MONDAY, Oct. 19 (HealthDay News) -- Mice deficient in a gastrointestinal hormone implicated in glucose metabolism spontaneously develop impaired glucose tolerance, insulin resistance and visceral obesity, according to a study published online Oct. 9 in Endocrinology.
Noting that dipeptidyl peptidases (DPPs) such as DPP4 have been shown to cleave and inactivate gastrointestinal hormones such as glucagon-like peptide 1 that respond to changes in blood glucose levels, Olga V. Danilova, M.D., from Tufts University School of Medicine in Boston, and colleagues generated mice lacking neurogenin 3-specific DPP2 to assess the role of this protease in glucose metabolism.
The researchers found that the mice had normal levels of active glucagon-like peptide 1. By four months, the mice spontaneously developed fasting hyperglycemia, hyperinsulinemia, glucose intolerance, insulin resistance, and visceral obesity.
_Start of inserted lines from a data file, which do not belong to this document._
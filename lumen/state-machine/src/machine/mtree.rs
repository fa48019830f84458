#![warn(clippy::missing_docs_in_private_items)]

use lumen_primitives::types::{
	Locksroot,
	SecretHash,
	H256,
};
use serde::{
	Deserialize,
	Serialize,
};
use web3::signing::keccak256;

/// Authentication path of one leaf, bottom up. Siblings are combined in
/// sorted order so no direction flags are needed.
pub type MerkleProof = Vec<H256>;

/// One leaf of the lock tree, identified by the lock's secret hash.
#[derive(Serialize, Deserialize, Clone, Debug, Eq, PartialEq)]
pub struct LockLeaf {
	pub secrethash: SecretHash,
	pub leaf_hash: H256,
}

/// Merkle tree over the pending locks of one channel endpoint.
///
/// The tree is persistent: every mutation returns a new tree, so in-flight
/// messages can keep referencing a prior root. Leaves keep insertion order
/// and duplicates (by secret hash) are forbidden.
#[derive(Default, Serialize, Deserialize, Clone, Debug, Eq, PartialEq)]
pub struct LockTree {
	leaves: Vec<LockLeaf>,
}

/// Parent hash of two sibling nodes. Sorting the pair makes the combine
/// order independent of leaf positions.
fn hash_pair(a: H256, b: H256) -> H256 {
	let (first, second) = if a <= b { (a, b) } else { (b, a) };
	let data = [first.as_bytes(), second.as_bytes()].concat();
	H256::from(keccak256(&data))
}

/// Compute all tree levels bottom up. An odd node is promoted unchanged.
fn compute_layers(leaf_hashes: &[H256]) -> Vec<Vec<H256>> {
	let mut layers = vec![leaf_hashes.to_vec()];
	while layers.last().expect("At least one layer").len() > 1 {
		let current = layers.last().expect("At least one layer");
		let mut next = Vec::with_capacity((current.len() + 1) / 2);
		for pair in current.chunks(2) {
			match pair {
				[a, b] => next.push(hash_pair(*a, *b)),
				[a] => next.push(*a),
				_ => unreachable!(),
			}
		}
		layers.push(next);
	}
	layers
}

impl LockTree {
	pub fn new(leaves: Vec<LockLeaf>) -> Self {
		Self { leaves }
	}

	pub fn len(&self) -> usize {
		self.leaves.len()
	}

	pub fn is_empty(&self) -> bool {
		self.leaves.is_empty()
	}

	pub fn leaves(&self) -> &[LockLeaf] {
		&self.leaves
	}

	/// Root over the current leaves. The empty tree has the zero root.
	pub fn root(&self) -> Locksroot {
		if self.leaves.is_empty() {
			return Locksroot::zero()
		}
		let leaf_hashes: Vec<H256> = self.leaves.iter().map(|leaf| leaf.leaf_hash).collect();
		*compute_layers(&leaf_hashes)
			.last()
			.expect("At least one layer")
			.first()
			.expect("Root layer has one node")
	}

	pub fn position_of(&self, secrethash: SecretHash) -> Option<usize> {
		self.leaves.iter().position(|leaf| leaf.secrethash == secrethash)
	}

	/// New tree with the leaf appended. Returns None if a leaf with the same
	/// secret hash already exists.
	pub fn add(&self, secrethash: SecretHash, leaf_hash: H256) -> Option<LockTree> {
		if self.position_of(secrethash).is_some() {
			return None
		}
		let mut leaves = self.leaves.clone();
		leaves.push(LockLeaf { secrethash, leaf_hash });
		Some(LockTree { leaves })
	}

	/// New tree with the leaf removed, along with the removed leaf's
	/// authentication path in this tree.
	pub fn remove(&self, secrethash: SecretHash) -> Option<(LockTree, MerkleProof)> {
		let proof = self.proof(secrethash)?;
		let leaves = self
			.leaves
			.iter()
			.filter(|leaf| leaf.secrethash != secrethash)
			.cloned()
			.collect();
		Some((LockTree { leaves }, proof))
	}

	/// Hypothetical root with the given leaf appended, without mutating
	/// state. Used to build outgoing balance proofs.
	pub fn compute_root_with(&self, secrethash: SecretHash, leaf_hash: H256) -> Option<Locksroot> {
		self.add(secrethash, leaf_hash).map(|tree| tree.root())
	}

	/// Hypothetical root with the given leaf removed.
	pub fn compute_root_without(&self, secrethash: SecretHash) -> Option<Locksroot> {
		self.remove(secrethash).map(|(tree, _)| tree.root())
	}

	/// Authentication path of a leaf, bottom up.
	pub fn proof(&self, secrethash: SecretHash) -> Option<MerkleProof> {
		let mut position = self.position_of(secrethash)?;
		let leaf_hashes: Vec<H256> = self.leaves.iter().map(|leaf| leaf.leaf_hash).collect();
		let layers = compute_layers(&leaf_hashes);
		let mut proof = vec![];
		for layer in &layers[..layers.len() - 1] {
			let sibling = if position % 2 == 0 { position + 1 } else { position - 1 };
			if sibling < layer.len() {
				proof.push(layer[sibling]);
			}
			position /= 2;
		}
		Some(proof)
	}
}

/// Check a leaf's authentication path against a root.
pub fn verify_proof(root: Locksroot, leaf_hash: H256, proof: &MerkleProof) -> bool {
	let computed = proof.iter().fold(leaf_hash, |acc, sibling| hash_pair(acc, *sibling));
	computed == root
}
The mice also had higher food consumption, with increased adipose tissue mass and liver steatosis, but no change in weight and a higher respiratory exchange rate were noted. These effects worsened with increasing age or a high-fat diet.
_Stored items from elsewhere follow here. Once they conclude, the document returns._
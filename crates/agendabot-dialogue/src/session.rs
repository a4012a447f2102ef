//! Conversation session -- the top-level dialogue state machine.
//!
//! [`transition`] is the pure part: given the current [`DialogueState`] and a
//! normalized utterance it returns the next state and an [`Effect`].
//! [`Session`] owns the state for one conversation, performs the effects
//! (including the one asynchronous call, the submission) and turns them into
//! a [`Reply`].

use tracing::{debug, info, warn};
use uuid::Uuid;

use agendabot_intent::{Intent, IntentClassifier, SynonymSource};

use crate::error::{DialogueError, Result};
use crate::machine::{Advance, Collection};
use crate::request::ScheduleRequest;
use crate::submit::{ScheduleSubmitter, format_summary};

/// Utterances that end the session, checked before anything else.
pub const EXIT_TOKENS: [&str; 3] = ["sair", "exit", "quit"];

/// Shown when a session starts.
pub const GREETING: &str = "Olá! Eu sou o chatbot. Pergunte-me sobre o agendamento de \
                            relatórios em CSV e eu tentarei ajudar.";

/// Shown when a session ends.
pub const FAREWELL: &str = "Até mais!";

/// Lower-case and trim raw user text.
pub fn normalize(raw: &str) -> String {
    raw.trim().to_lowercase()
}

/// Whether a normalized utterance is an exit command.
pub fn is_exit(utterance: &str) -> bool {
    EXIT_TOKENS.contains(&utterance)
}

// ---------------------------------------------------------------------------
// Pure state machine
// ---------------------------------------------------------------------------

/// Where the conversation is.
#[derive(Debug, Clone, PartialEq, Eq, Default)]
pub enum DialogueState {
    /// Answering questions; nothing is being collected.
    #[default]
    Initial,
    /// Collecting a schedule request, one field per turn.
    CollectingDates(Collection),
}

/// What the session has to do after a transition.
#[derive(Debug, Clone, PartialEq, Eq)]
pub enum Effect {
    /// Show this text.
    Say(String),
    /// Submit the request and show the summary.
    Submit(ScheduleRequest),
    /// End the session.
    Exit,
}

/// Compute the next state for a normalized utterance.
///
/// In `Initial`, an explicit scheduling request wins over the classifier's
/// precedence so that "quero agendar um relatório" starts a collection.
pub fn transition<S: SynonymSource>(
    state: DialogueState,
    utterance: &str,
    classifier: &IntentClassifier<S>,
) -> (DialogueState, Effect) {
    if is_exit(utterance) {
        return (DialogueState::Initial, Effect::Exit);
    }

    match state {
        DialogueState::Initial => {
            if classifier.expresses(Intent::Scheduling, utterance) {
                return (
                    DialogueState::CollectingDates(Collection::Kickoff),
                    Effect::Say(Intent::Scheduling.reply().to_string()),
                );
            }
            let intent = classifier.classify(utterance);
            debug!(%intent, "informational turn");
            (DialogueState::Initial, Effect::Say(intent.reply().to_string()))
        }

        DialogueState::CollectingDates(collection) => match collection.advance(utterance) {
            Advance::Next(next) => {
                let prompt = next.prompt();
                (DialogueState::CollectingDates(next), Effect::Say(prompt))
            }
            Advance::Complete(request) => (DialogueState::Initial, Effect::Submit(request)),
            Advance::Abort(reason) => {
                debug!(%reason, "collection aborted");
                (DialogueState::Initial, Effect::Say(reason.to_string()))
            }
        },
    }
}

// ---------------------------------------------------------------------------
// Session
// ---------------------------------------------------------------------------

/// The bot's answer to one turn.
#[derive(Debug, Clone, PartialEq, Eq)]
pub enum Reply {
    /// Show this text and keep going.
    Message(String),
    /// Show this text and end the session.
    Farewell(String),
}

impl Reply {
    pub fn text(&self) -> &str {
        match self {
            Self::Message(text) | Self::Farewell(text) => text,
        }
    }

    pub fn ends_session(&self) -> bool {
        matches!(self, Self::Farewell(_))
    }
}

/// One conversation with one user.
pub struct Session<S, T> {
    id: Uuid,
    classifier: IntentClassifier<S>,
    submitter: T,
    state: DialogueState,
    ended: bool,
}

impl<S: SynonymSource, T: ScheduleSubmitter> Session<S, T> {
    pub fn new(classifier: IntentClassifier<S>, submitter: T) -> Self {
        let id = Uuid::now_v7();
        info!(session_id = %id, "session started");
        Self {
            id,
            classifier,
            submitter,
            state: DialogueState::Initial,
            ended: false,
        }
    }

    pub fn id(&self) -> Uuid {
        self.id
    }

    pub fn state(&self) -> &DialogueState {
        &self.state
    }

    pub fn is_ended(&self) -> bool {
        self.ended
    }

    pub fn greeting(&self) -> &'static str {
        GREETING
    }

    /// Process one line of raw user text.
    pub async fn handle(&mut self, raw: &str) -> Result<Reply> {
        if self.ended {
            return Err(DialogueError::SessionEnded {
                session_id: self.id,
            });
        }

        let utterance = normalize(raw);
        let state = std::mem::take(&mut self.state);
        let (next, effect) = transition(state, &utterance, &self.classifier);
        self.state = next;

        match effect {
            Effect::Say(text) => Ok(Reply::Message(text)),
            Effect::Exit => {
                info!(session_id = %self.id, "user requested exit");
                self.ended = true;
                Ok(Reply::Farewell(FAREWELL.to_string()))
            }
            Effect::Submit(request) => {
                info!(
                    session_id = %self.id,
                    frequency = %request.frequency(),
                    "submitting schedule request"
                );
                let result = self.submitter.submit(&request).await;
                if !result.is_accepted() {
                    warn!(session_id = %self.id, %result, "schedule submission failed");
                }
                Ok(Reply::Message(format_summary(&request, &result)))
            }
        }
    }
}

// ---------------------------------------------------------------------------
// Tests
// ---------------------------------------------------------------------------
//! Subcommand: `agendabot chat` -- interactive conversation.
//!
//! A line-oriented transport around one [`Session`]: read a line, hand it to
//! the session, print the reply, until an exit command or end of input.

use std::io::{self, BufRead, Write};

use anyhow::{Context, Result};
use tracing::info;

use agendabot_dialogue::{ScheduleSubmitter, Session};
use agendabot_intent::SynonymSource;

use crate::config::AppConfig;
use crate::helpers::{build_classifier, build_submitter};

const BOT_PREFIX: &str = "Chatbot: ";
const USER_PROMPT: &str = "Você: ";

/// Run the interactive conversation on stdin/stdout.
pub async fn cmd_chat(config: &AppConfig) -> Result<()> {
    let classifier = build_classifier(config);
    let submitter = build_submitter(config)?;
    let mut session = Session::new(classifier, submitter);
    info!(session_id = %session.id(), "chat started");

    let stdin = io::stdin();
    let stdout = io::stdout();
    converse(&mut session, stdin.lock(), stdout.lock()).await
}

/// Drive `session` with lines from `input`, writing the bot's side to
/// `output`.
pub async fn converse<S, T, R, W>(
    session: &mut Session<S, T>,
    mut input: R,
    mut output: W,
) -> Result<()>
where
    S: SynonymSource,
    T: ScheduleSubmitter,
    R: BufRead,
    W: Write,
{
    writeln!(output, "{BOT_PREFIX}{}", session.greeting())?;

    let mut line = String::new();
    loop {
        write!(output, "{USER_PROMPT}")?;
        output.flush().ok();

        line.clear();
        let bytes_read = input.read_line(&mut line).context("failed to read input")?;
        if bytes_read == 0 {
            writeln!(output)?;
            info!("EOF received, exiting");
            break;
        }

        let reply = session.handle(&line).await?;
        writeln!(output, "{BOT_PREFIX}{}", reply.text())?;
        if reply.ends_session() {
            break;
        }
    }

    Ok(())
}

// ---------------------------------------------------------------------------
// Tests
// ---------------------------------------------------------------------------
"We report, for the first time, that DPP2 enzyme activity is essential for preventing hyperinsulinemia and maintaining glucose homeostasis," Danilova and colleagues conclude. "Interestingly, the phenotype of NGN3-DPP2 knockdown mice is opposite that of DPP4 knockout mice with regard to glucose metabolism, namely the former have normal glucagon-like peptide 1 levels but present with glucose intolerance, whereas the latter have increased glucagon-like peptide 1, which is accompanied by augmented glucose tolerance."